Sorry not to be of much help, there must be an EE in here to help out.

I assume this is a class assignment, yes?

At these low voltages, anything requiring a semiconductor will result in a 1.2 v loss each device without a bias voltage.

So as I said, above my pay grade.


----------



## sideKahr (Oct 15, 2014)

Isn't that circuit essentially a PWM charge controller? 

You could probably buy a PWM online for less than the cost of your components. I've seen them on ebay for 9 bucks.


----------



## SOCOM42 (Nov 9, 2012)

sideKahr said:


> Isn't that circuit essentially a PWM charge controller?
> 
> You could probably buy a PWM online for less than the cost of your components. I've seen them on ebay for 9 bucks.
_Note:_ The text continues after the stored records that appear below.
pub mod auth;
pub mod health;
pub mod messages;
pub mod metrics;
pub mod swagger;
pub mod users;

use actix_web::{error::InternalError, web, HttpResponse};

use crate::models::ApiResponse;
use crate::utils::AppError;

/// Logs a failed operation (client errors at warn, server errors at error)
/// and renders it as the JSON envelope.
pub(crate) fn failure(route: &str, err: &AppError, fallback: &str) -> HttpResponse {
    if err.is_server_error() {
        log::error!("❌ {} failed: {}", route, err);
    } else {
        log::warn!("⚠️ {} rejected: {}", route, err);
    }
    err.to_response(fallback)
}

/// Malformed JSON bodies get the same envelope as validation failures
pub fn json_config() -> web::JsonConfig {
    web::JsonConfig::default()
        .limit(16 * 1024)
        .error_handler(|err, _req| {
            let message = format!("Invalid request body: {}", err);
            let response = HttpResponse::BadRequest().json(ApiResponse::failure(message));
            InternalError::from_response(err, response).into()
        })
}

pub fn query_config() -> web::QueryConfig {
    web::QueryConfig::default().error_handler(|err, _req| {
        let message = format!("Invalid query parameters: {}", err);
        let response = HttpResponse::BadRequest().json(ApiResponse::failure(message));
        InternalError::from_response(err, response).into()
    })
}

/// Registers every route. Shared by `main` and handler tests.
pub fn configure(cfg: &mut web::ServiceConfig) {
    use crate::middleware::AuthMiddleware;

    cfg.app_data(json_config())
        .app_data(query_config())
        .route("/health", web::get().to(health::health_check))
        .route("/metrics", web::get().to(metrics::get_metrics))
        .service(
            web::scope("/api/v1/auth")
                .route("/signup", web::post().to(auth::signup))
                .route("/verify", web::post().to(auth::verify))
                .route("/resend-code", web::post().to(auth::resend_code))
                .route("/signin", web::post().to(auth::signin))
                .service(
                    web::resource("/session")
                        .wrap(AuthMiddleware)
                        .route(web::get().to(auth::session)),
                ),
        )
        .service(
            web::scope("/api/v1/users")
                .route("/check-username", web::get().to(users::check_username))
                .route("/{username}", web::get().to(users::public_profile)),
        )
        // Sending is public; everything else acts on the caller's own inbox
        .service(
            web::scope("/api/v1/messages")
                .route("/send", web::post().to(messages::send_message))
                .service(
                    web::resource("")
                        .wrap(AuthMiddleware)
                        .route(web::get().to(messages::get_messages)),
                )
                .service(
                    web::resource("/accept")
                        .wrap(AuthMiddleware)
                        .route(web::get().to(messages::get_accept_messages))
                        .route(web::post().to(messages::toggle_accept_messages)),
                )
                .service(
                    web::resource("/{id}")
                        .wrap(AuthMiddleware)
                        .route(web::delete().to(messages::delete_message)),
                ),
        );
}

#[cfg(test)]
mod tests {
    use super::*;
    use crate::services::message_service::AcceptMessagesRequest;
    use actix_web::{http::StatusCode, test, App};

    async fn echo_flag(request: web::Json<AcceptMessagesRequest>) -> HttpResponse {
        HttpResponse::Ok().json(ApiResponse::ok(request.accept_messages.to_string()))
    }

    #[actix_web::test]
    async fn test_non_boolean_accept_flag_is_rejected_with_envelope() {
        let app = test::init_service(
            App::new()
                .app_data(json_config())
                .route("/accept", web::post().to(echo_flag)),
        )
        .await;

        let req = test::TestRequest::post()
            .uri("/accept")
            .set_json(serde_json::json!({ "accept_messages": "yes" }))
            .to_request();
        let resp = test::call_service(&app, req).await;
        assert_eq!(resp.status(), StatusCode::BAD_REQUEST);

        let body: serde_json::Value = test::read_body_json(resp).await;
        assert_eq!(body["success"], false);
        assert!(body["message"]
            .as_str()
            .unwrap()
            .starts_with("Invalid request body"));

        let req = test::TestRequest::post()
            .uri("/accept")
            .set_json(serde_json::json!({ "accept_messages": false }))
            .to_request();
        let resp = test::call_service(&app, req).await;
        assert_eq!(resp.status(), StatusCode::OK);
    }
}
Buy it for $4.00, she wants to change out the fixed resistor for a variable to automatically restrict the current flow.

The Kobayashi Maru redux.


----------



## sideKahr (Oct 15, 2014)

SOCOM42 said:


> Buy it for $4.00, she wants to change out the fixed resistor for a variable to automatically restrict the current flow.
> 
> The Kobayashi Maru redux.


LOL. I'm givin' er all I've got, Captain, but she's not chargin'.


----------



## Coastie dad (Jan 2, 2016)

Candles....I understand candles..
This woman is waaaaayyyyy to smart for several of us..


----------



## SOCOM42 (Nov 9, 2012)

Coastie dad said:


> Candles....I understand candles..
> This woman is waaaaayyyyy to smart for several of us..


I'm ahead of you, oil lamps and more oil lamps.

Oh, I do have about a hundred pounds of assorted candles.


----------